Available data
//! Layer Builder: downloads a Bun release and assembles the layer archive.
//!
//! The builder keeps the produced archive fresh with a conditional-request
//! scheme: the validation tag (`ETag`) of the last successful download is
//! stamped into the archive itself (`.etag.txt`), read back on the next run,
//! and sent as `If-None-Match`. A `304 Not Modified` response leaves the
//! archive untouched; anything else rebuilds it from scratch.

use std::io::{Cursor, Read, Seek, Write};
use std::path::{Path, PathBuf};

use reqwest::StatusCode;
use reqwest::header;
use tempfile::NamedTempFile;
use thiserror::Error;
use tokio::fs;
use tracing::{debug, info};
use zip::write::{SimpleFileOptions, ZipWriter};
use zip::{CompressionMethod, ZipArchive};

use crate::config::{Architecture, PluginConfig};
use crate::consts;

/// Errors that can occur while building the layer archive.
///
/// Every variant is terminal: the build aborts and surfaces it to the
/// caller, nothing is retried.
#[derive(Debug, Error)]
pub enum BuildError {
  /// The output file exists but could not be read as a layer archive.
  /// Absence of the file is not an error; anything else must not be
  /// mistaken for "no cache", or a transient fault would overwrite an
  /// unrelated artifact.
  #[error("failed to read cached layer at '{path}': {message}")]
  CacheRead { path: PathBuf, message: String },

  /// The primary download failed (transport fault or non-2xx status).
  #[error("failed to download bun from '{url}': {message}")]
  Fetch { url: String, message: String },

  /// The download succeeded but carried no `ETag` header, so freshness
  /// state cannot be recorded.
  #[error("download response from '{url}' carried no ETag header")]
  MissingTag { url: String },

  /// The downloaded bytes are not a valid zip archive.
  #[error("downloaded archive could not be unpacked: {0}")]
  Unpack(#[source] zip::result::ZipError),

  /// The downloaded archive contains no executable entry.
  #[error("no '{name}' executable found in the downloaded archive")]
  ExecutableNotFound { name: &'static str },

  /// One of the supplementary file fetches failed.
  #[error("failed to fetch layer file '{file}' from '{url}': {message}")]
  AugmentationFetch {
    file: &'static str,
    url: String,
    message: String,
  },

  /// Serializing the final archive or writing it to disk failed.
  #[error("failed to write layer archive to '{path}': {message}")]
  Persist { path: PathBuf, message: String },
}

/// Result of a build run.
#[derive(Debug, Clone, Copy, PartialEq, Eq)]
pub enum BuildOutcome {
  /// The upstream content is unchanged; the existing archive was left as is.
  AlreadyCurrent,
  /// A new archive was written to the output path.
  Built,
}

/// Parameters for one build run.
#[derive(Debug, Clone)]
pub struct BuildConfig {
  pub release: String,
  pub architecture: Architecture,
  pub source_url: Option<String>,
  pub output_path: PathBuf,
}

impl From<&PluginConfig> for BuildConfig {
  fn from(config: &PluginConfig) -> Self {
    Self {
      release: config.release.clone(),
      architecture: config.architecture,
      source_url: config.source_url.clone(),
      output_path: config.output_path.clone(),
    }
  }
}

/// Builds (or revalidates) the layer archive on disk.
pub struct LayerBuilder {
  config: BuildConfig,
  assets_base: String,
  client: reqwest::Client,
}

impl LayerBuilder {
  pub fn new(config: BuildConfig) -> Self {
    Self {
      config,
      assets_base: consts::ASSETS_BASE_URL.to_string(),
      client: reqwest::Client::new(),
    }
  }

  /// Fetch `bootstrap` and `runtime.ts` from a mirror instead of the
  /// canonical source.
  pub fn with_assets_base(mut self, base: impl Into<String>) -> Self {
    self.assets_base = base.into();
    self
  }

  /// The URL the runtime archive is downloaded from: the configured
  /// `sourceURL` verbatim, or the official endpoint for the configured
  /// release and architecture (requesting the CPU-feature-optimized build).
  pub fn download_url(&self) -> String {
    match &self.config.source_url {
      Some(url) => url.clone(),
      None => format!(
        "{}/{}/linux/{}?avx2=true&profile=false",
        consts::DOWNLOAD_BASE_URL,
        self.config.release,
        self.config.architecture.as_str()
      ),
    }
  }

  /// Run the build pipeline.
  ///
  /// Steps: probe the cached archive for its validation tag, issue a
  /// conditional GET, short-circuit on 304, otherwise unpack the response,
  /// add `bootstrap`/`runtime.ts`/`.etag.txt` next to the executable, and
  /// atomically persist the repacked archive at maximum compression.
  pub async fn build(&self) -> Result<BuildOutcome, BuildError> {
    let cached_tag = self.read_cached_tag().await?;
    let url = self.download_url();

    info!(url = %url, conditional = cached_tag.is_some(), "downloading bun runtime");
    let mut request = self.client.get(&url);
    if let Some(tag) = &cached_tag {
      request = request.header(header::IF_NONE_MATCH, tag.as_str());
    }
    let response = request.send().await.map_err(|e| BuildError::Fetch {
      url: url.clone(),
      message: e.to_string(),
    })?;

    if response.status() == StatusCode::NOT_MODIFIED {
      info!(path = %self.config.output_path.display(), "layer archive is already current");
      return Ok(BuildOutcome::AlreadyCurrent);
    }

    if !response.status().is_success() {
      let status = response.status();
      let body = response.text().await.unwrap_or_default();
      return Err(BuildError::Fetch {
        url,
        message: format!("HTTP {status}: {body}"),
      });
    }

    let tag = response
      .headers()
      .get(header::ETAG)
      .and_then(|value| value.to_str().ok())
      .map(str::to_owned)
      .ok_or_else(|| BuildError::MissingTag { url: url.clone() })?;

    let body = response.bytes().await.map_err(|e| BuildError::Fetch {
      url: url.clone(),
      message: e.to_string(),
    })?;
    debug!(bytes = body.len(), tag = %tag, "downloaded runtime archive");

    let mut archive = ZipArchive::new(Cursor::new(body.to_vec())).map_err(BuildError::Unpack)?;
    let root = locate_root(&archive)?;
    debug!(root = %root, "assembling layer archive");

    // Independent reads with no ordering between them.
    let (bootstrap, runtime) = tokio::try_join!(
      self.fetch_asset(consts::BOOTSTRAP_FILENAME),
      self.fetch_asset(consts::RUNTIME_FILENAME),
    )?;

    let bytes = self.assemble(&mut archive, &root, &bootstrap, &runtime, &tag)?;
    self.persist(&bytes)?;

    info!(path = %self.config.output_path.display(), bytes = bytes.len(), "layer archive written");
    Ok(BuildOutcome::Built)
  }

  /// Read the validation tag out of the existing archive, if any.
  ///
  /// Returns `Ok(None)` only when the output file does not exist. A file
  /// that exists but cannot be read, is not a zip, or has no sentinel entry
  /// aborts the build with [`BuildError::CacheRead`].
  async fn read_cached_tag(&self) -> Result<Option<String>, BuildError> {
    let path = &self.config.output_path;
    let cache_err = |message: String| BuildError::CacheRead {
      path: path.clone(),
      message,
    };

    let bytes = match fs::read(path).await {
      Ok(bytes) => bytes,
      Err(e) if e.kind() == std::io::ErrorKind::NotFound => return Ok(None),
      Err(e) => return Err(cache_err(e.to_string())),
    };

    let mut archive = ZipArchive::new(Cursor::new(bytes)).map_err(|e| cache_err(e.to_string()))?;

    let nested = format!("/{}", consts::ETAG_FILENAME);
    let sentinel = archive
      .file_names()
      .find(|name| *name == consts::ETAG_FILENAME || name.ends_with(&nested))
      .map(str::to_owned)
      .ok_or_else(|| cache_err(format!("archive has no {} entry", consts::ETAG_FILENAME)))?;

    let mut entry = archive.by_name(&sentinel).map_err(|e| cache_err(e.to_string()))?;
    let mut tag = String::new();
    entry
      .read_to_string(&mut tag)
      .map_err(|e| cache_err(e.to_string()))?;
    let tag = tag.trim().to_string();

    debug!(path = %path.display(), tag = %tag, "found cached layer archive");
    Ok(Some(tag))
  }

  /// Fetch one supplementary text file from the assets source.
  async fn fetch_asset(&self, file: &'static str) -> Result<String, BuildError> {
    let url = format!("{}/{}", self.assets_base, file);
    debug!(url = %url, "fetching layer file");

    let response = self
      .client
      .get(&url)
      .send()
      .await
      .map_err(|e| BuildError::AugmentationFetch {
        file,
        url: url.clone(),
        message: e.to_string(),
      })?;

    if !response.status().is_success() {
      return Err(BuildError::AugmentationFetch {
        file,
        url,
        message: format!("HTTP {}", response.status()),
      });
    }

    response.text().await.map_err(|e| BuildError::AugmentationFetch {
      file,
      url: url.clone(),
      message: e.to_string(),
    })
  }

  /// Repack the downloaded archive with the supplementary files and the
  /// validation tag inserted under `root`, overwriting any entries the
  /// upstream archive already had for them.
  fn assemble(
    &self,
    archive: &mut ZipArchive<Cursor<Vec<u8>>>,
    root: &str,
    bootstrap: &str,
    runtime: &str,
    tag: &str,
  ) -> Result<Vec<u8>, BuildError> {
    let path = &self.config.output_path;

    let bootstrap_name = format!("{root}{}", consts::BOOTSTRAP_FILENAME);
    let runtime_name = format!("{root}{}", consts::RUNTIME_FILENAME);
    let sentinel_name = format!("{root}{}", consts::ETAG_FILENAME);
    let replaced = [&bootstrap_name, &runtime_name, &sentinel_name];

    let options = SimpleFileOptions::default()
      .compression_method(CompressionMethod::Deflated)
      .compression_level(Some(9));

    let mut writer = ZipWriter::new(Cursor::new(Vec::new()));

    for index in 0..archive.len() {
      let mut entry = archive.by_index(index).map_err(BuildError::Unpack)?;
      let name = entry.name().to_string();
      if replaced.iter().any(|r| **r == name) {
        continue;
      }

      if entry.is_dir() {
        writer
          .add_directory(name, options)
          .map_err(|e| persist_error(path, e))?;
        continue;
      }

      let entry_options = match entry.unix_mode() {
        Some(mode) => options.unix_permissions(mode),
        None => options,
      };

      let mut contents = Vec::new();
      entry
        .read_to_end(&mut contents)
        .map_err(|e| BuildError::Unpack(zip::result::ZipError::Io(e)))?;

      writer
        .start_file(name, entry_options)
        .map_err(|e| persist_error(path, e))?;
      writer.write_all(&contents).map_err(|e| persist_error(path, e))?;
    }

    for (name, contents, mode) in [
      (&bootstrap_name, bootstrap, 0o755),
      (&runtime_name, runtime, 0o644),
      (&sentinel_name, tag, 0o644),
    ] {
      writer
        .start_file(name.as_str(), options.unix_permissions(mode))
        .map_err(|e| persist_error(path, e))?;
      writer
        .write_all(contents.as_bytes())
        .map_err(|e| persist_error(path, e))?;
    }

    let cursor = writer.finish().map_err(|e| persist_error(path, e))?;
    Ok(cursor.into_inner())
  }

  /// Atomically replace the output file: write to a temporary file in the
  /// destination directory, then rename over the output path.
  fn persist(&self, bytes: &[u8]) -> Result<(), BuildError> {
    let path = &self.config.output_path;
    let dir = match path.parent() {
      Some(parent) if !parent.as_os_str().is_empty() => parent,
      _ => Path::new("."),
    };

    let mut tmp = NamedTempFile::new_in(dir).map_err(|e| persist_error(path, e))?;
    tmp.write_all(bytes).map_err(|e| persist_error(path, e))?;
    tmp.persist(path).map_err(|e| persist_error(path, e))?;
    Ok(())
  }
}

fn persist_error(path: &Path, message: impl std::fmt::Display) -> BuildError {
  BuildError::Persist {
    path: path.to_path_buf(),
    message: message.to_string(),
  }
}

/// Find the executable entry and derive the archive's working subtree from
/// it: the directory prefix of the executable's path, or the archive root
/// when the executable sits at the top level.
fn locate_root<R: Read + Seek>(archive: &ZipArchive<R>) -> Result<String, BuildError> {
  let nested = format!("/{}", consts::EXECUTABLE_NAME);

  let executable = archive
    .file_names()
    .find(|name| !name.ends_with('/') && (*name == consts::EXECUTABLE_NAME || name.ends_with(&nested)))
    .map(str::to_owned)
    .ok_or(BuildError::ExecutableNotFound {
      name: consts::EXECUTABLE_NAME,
    })?;

  Ok(match executable.rfind('/') {
    Some(index) => executable[..=index].to_string(),
    None => String::new(),
  })
}
//! Service manifest object model.
//!
//! A minimal serde view of the declarative service description the host
//! orchestrator hands to plugins: the service name, provider-level defaults,
//! declared functions, and the layers map. Only the fields this crate reads
//! or writes are modeled; declaration order of functions and layers is
//! preserved so injection walks functions exactly as declared.
//!
//! # Manifest shape
//!
//! ```yaml
//! service: my-service
//! provider:
//!   runtime: provided.al2
//!   architecture: arm64
//! functions:
//!   api:
//!     handler: src/index.fetch
//!   worker:
//!     image: 000000000000.dkr.ecr.us-east-1.amazonaws.com/worker:latest
//!     omitLayer: true
//! ```

use indexmap::IndexMap;
use serde::{Deserialize, Serialize};

/// The in-memory service manifest mutated by layer injection.
#[derive(Debug, Clone, Default, Serialize, Deserialize)]
pub struct ServiceManifest {
  /// Service name, used when generating the layer's display name.
  pub service: String,

  /// Provider-level defaults for runtime and architecture.
  #[serde(default)]
  pub provider: Provider,

  /// Declared functions, in declaration order.
  #[serde(default, skip_serializing_if = "IndexMap::is_empty")]
  pub functions: IndexMap<String, FunctionDefinition>,

  /// Declared layers, keyed by layer key.
  #[serde(default, skip_serializing_if = "IndexMap::is_empty")]
  pub layers: IndexMap<String, LayerDefinition>,
}

/// Provider-level defaults that functions fall back to.
#[derive(Debug, Clone, Default, Serialize, Deserialize)]
pub struct Provider {
  #[serde(default, skip_serializing_if = "Option::is_none")]
  pub runtime: Option<String>,

  #[serde(default, skip_serializing_if = "Option::is_none")]
  pub architecture: Option<String>,
}

/// A declared function.
///
/// The deployment kind (handler-based vs image-based) varies, but the
/// fields injection touches are common to both, so the kind is an opaque
/// variant the injector never inspects.
#[derive(Debug, Clone, Serialize, Deserialize)]
#[serde(rename_all = "camelCase")]
pub struct FunctionDefinition {
  #[serde(flatten)]
  pub kind: FunctionKind,

  /// Function-level runtime override.
  #[serde(default, skip_serializing_if = "Option::is_none")]
  pub runtime: Option<String>,

  /// Function-level architecture override.
  #[serde(default, skip_serializing_if = "Option::is_none")]
  pub architecture: Option<String>,

  /// Layers already attached to the function.
  #[serde(default, skip_serializing_if = "Vec::is_empty")]
  pub layers: Vec<LayerRef>,

  /// Opt-out flag: when set, injection never touches this function.
  #[serde(default, skip_serializing_if = "std::ops::Not::not")]
  pub omit_layer: bool,
}

/// The two deployment kinds a function can declare.
#[derive(Debug, Clone, Serialize, Deserialize)]
#[serde(untagged)]
pub enum FunctionKind {
  /// Handler-based function (code uploaded as a package).
  Handler { handler: String },

  /// Image-based function (container image URI).
  Image { image: String },
}

/// A reference inside a function's `layers` sequence: either a literal
/// layer ARN or a named pointer to a layer resource in this manifest.
#[derive(Debug, Clone, PartialEq, Eq, Serialize, Deserialize)]
#[serde(untagged)]
pub enum LayerRef {
  Arn(String),
  Ref {
    #[serde(rename = "Ref")]
    logical_id: String,
  },
}

/// A layer entry in the manifest's `layers` map.
#[derive(Debug, Clone, Serialize, Deserialize)]
#[serde(rename_all = "camelCase")]
pub struct LayerDefinition {
  /// Pointer to the archive that backs this layer.
  pub package: LayerPackage,

  /// Display name of the published layer.
  pub name: String,

  pub description: String,

  pub compatible_runtimes: Vec<String>,

  pub compatible_architectures: Vec<String>,

  pub license_info: String,

  /// Account-access grant. `Some(["*"])` publishes the layer to every
  /// account; the host tool distinguishes an omitted field from an empty
  /// list, so this stays absent (not empty) for private layers.
  #[serde(default, skip_serializing_if = "Option::is_none")]
  pub allowed_accounts: Option<Vec<String>>,
}

/// Package section of a layer definition.
#[derive(Debug, Clone, Serialize, Deserialize)]
pub struct LayerPackage {
  pub artifact: String,
}

impl FunctionDefinition {
  /// Construct a handler-based function with no overrides.
  pub fn handler(handler: &str) -> Self {
    Self {
      kind: FunctionKind::Handler {
        handler: handler.to_string(),
      },
      runtime: None,
      architecture: None,
      layers: Vec::new(),
      omit_layer: false,
    }
  }
}

#[cfg(test)]
mod tests {
  use super::*;

  mod deserialization {
    use super::*;

    #[test]
    fn parses_service_manifest() {
      let manifest: ServiceManifest = serde_yaml::from_str(
        r#"
        service: my-service
        provider:
          runtime: provided.al2
          architecture: arm64
        functions:
          api:
            handler: src/index.fetch
          worker:
            image: 000000000000.dkr.ecr.us-east-1.amazonaws.com/worker:latest
            runtime: provided
            omitLayer: true
        "#,
      )
      .unwrap();

      assert_eq!(manifest.service, "my-service");
      assert_eq!(manifest.provider.runtime.as_deref(), Some("provided.al2"));
      assert_eq!(manifest.functions.len(), 2);

      let api = &manifest.functions["api"];
      assert!(matches!(&api.kind, FunctionKind::Handler { handler } if handler == "src/index.fetch"));
      assert!(!api.omit_layer);

      let worker = &manifest.functions["worker"];
      assert!(matches!(&worker.kind, FunctionKind::Image { .. }));
      assert_eq!(worker.runtime.as_deref(), Some("provided"));
      assert!(worker.omit_layer);
    }

    #[test]
    fn function_order_follows_declaration_order() {
      let manifest: ServiceManifest = serde_yaml::from_str(
        r#"
        service: ordered
        functions:
          zeta: { handler: z.run }
          alpha: { handler: a.run }
          mid: { handler: m.run }
        "#,
      )
      .unwrap();

      let names: Vec<&str> = manifest.functions.keys().map(String::as_str).collect();
      assert_eq!(names, ["zeta", "alpha", "mid"]);
    }

    #[test]
    fn layer_refs_accept_arns_and_named_pointers() {
      let function: FunctionDefinition = serde_yaml::from_str(
        r#"
        handler: src/index.fetch
        layers:
          - arn:aws:lambda:us-east-1:000000000000:layer:other:3
          - Ref: BunLambdaLayer
        "#,
      )
      .unwrap();

      assert_eq!(
        function.layers,
        [
          LayerRef::Arn("arn:aws:lambda:us-east-1:000000000000:layer:other:3".to_string()),
          LayerRef::Ref {
            logical_id: "BunLambdaLayer".to_string(),
          },
        ]
      );
    }
  }

  mod serialization {
    use super::*;

    #[test]
    fn named_pointer_serializes_as_ref_object() {
      let reference = LayerRef::Ref {
        logical_id: "BunLambdaLayer".to_string(),
      };

      let yaml = serde_yaml::to_string(&reference).unwrap();
      assert!(yaml.contains("Ref: BunLambdaLayer"));
    }

    #[test]
    fn absent_allowed_accounts_is_omitted() {
      let definition = LayerDefinition {
        package: LayerPackage {
          artifact: "./bun-lambda-layer.zip".to_string(),
        },
        name: "my-service-bun".to_string(),
        description: "test".to_string(),
        compatible_runtimes: vec!["provided".to_string()],
        compatible_architectures: vec!["arm64".to_string()],
        license_info: "MIT".to_string(),
        allowed_accounts: None,
      };

      let yaml = serde_yaml::to_string(&definition).unwrap();
      assert!(!yaml.contains("allowedAccounts"));
      assert!(yaml.contains("licenseInfo: MIT"));
      assert!(yaml.contains("compatibleRuntimes"));
    }
  }
}
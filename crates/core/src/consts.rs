//! Fixed endpoints, filenames, and compatibility sets for the Bun layer.

/// Canonical download endpoint for Bun release archives.
pub const DOWNLOAD_BASE_URL: &str = "https://bun.sh/download";

/// Canonical source for the layer's supplementary files.
pub const ASSETS_BASE_URL: &str = "https://raw.githubusercontent.com/oven-sh/bun/main/packages/bun-lambda";

/// Name of the executable inside the downloaded release archive.
pub const EXECUTABLE_NAME: &str = "bun";

/// Entry-point script added to the layer.
pub const BOOTSTRAP_FILENAME: &str = "bootstrap";

/// Runtime shim script added to the layer.
pub const RUNTIME_FILENAME: &str = "runtime.ts";

/// Sentinel file holding the validation tag of the last download.
pub const ETAG_FILENAME: &str = ".etag.txt";

/// Lambda runtimes the layer can attach to (the two spellings of the
/// custom-runtime execution mode).
pub const COMPATIBLE_RUNTIMES: &[&str] = &["provided", "provided.al2"];

/// License recorded on the published layer.
pub const LAYER_LICENSE: &str = "MIT";

/// Description recorded on the published layer.
pub const LAYER_DESCRIPTION: &str =
  "Bun is an incredibly fast JavaScript runtime, bundler, transpiler, and package manager.";

/// Default release when none is configured.
pub const DEFAULT_RELEASE: &str = "latest";

/// Default path for the produced layer archive.
pub const DEFAULT_OUTPUT_PATH: &str = "./bun-lambda-layer.zip";

/// Default key for the layer entry in the service manifest.
pub const DEFAULT_LAYER_KEY: &str = "bun";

Prompt
All lines from the start of the entries through the line where "stamped into the" sits should be duplicated exactly, with nothing else in the output.

Task output
//! Layer Builder: downloads a Bun release and assembles the layer archive.
//!
//! The builder keeps the produced archive fresh with a conditional-request
//! scheme: the validation tag (`ETag`) of the last successful download is
//! stamped into the archive itself (`.etag.txt`), read back on the next run,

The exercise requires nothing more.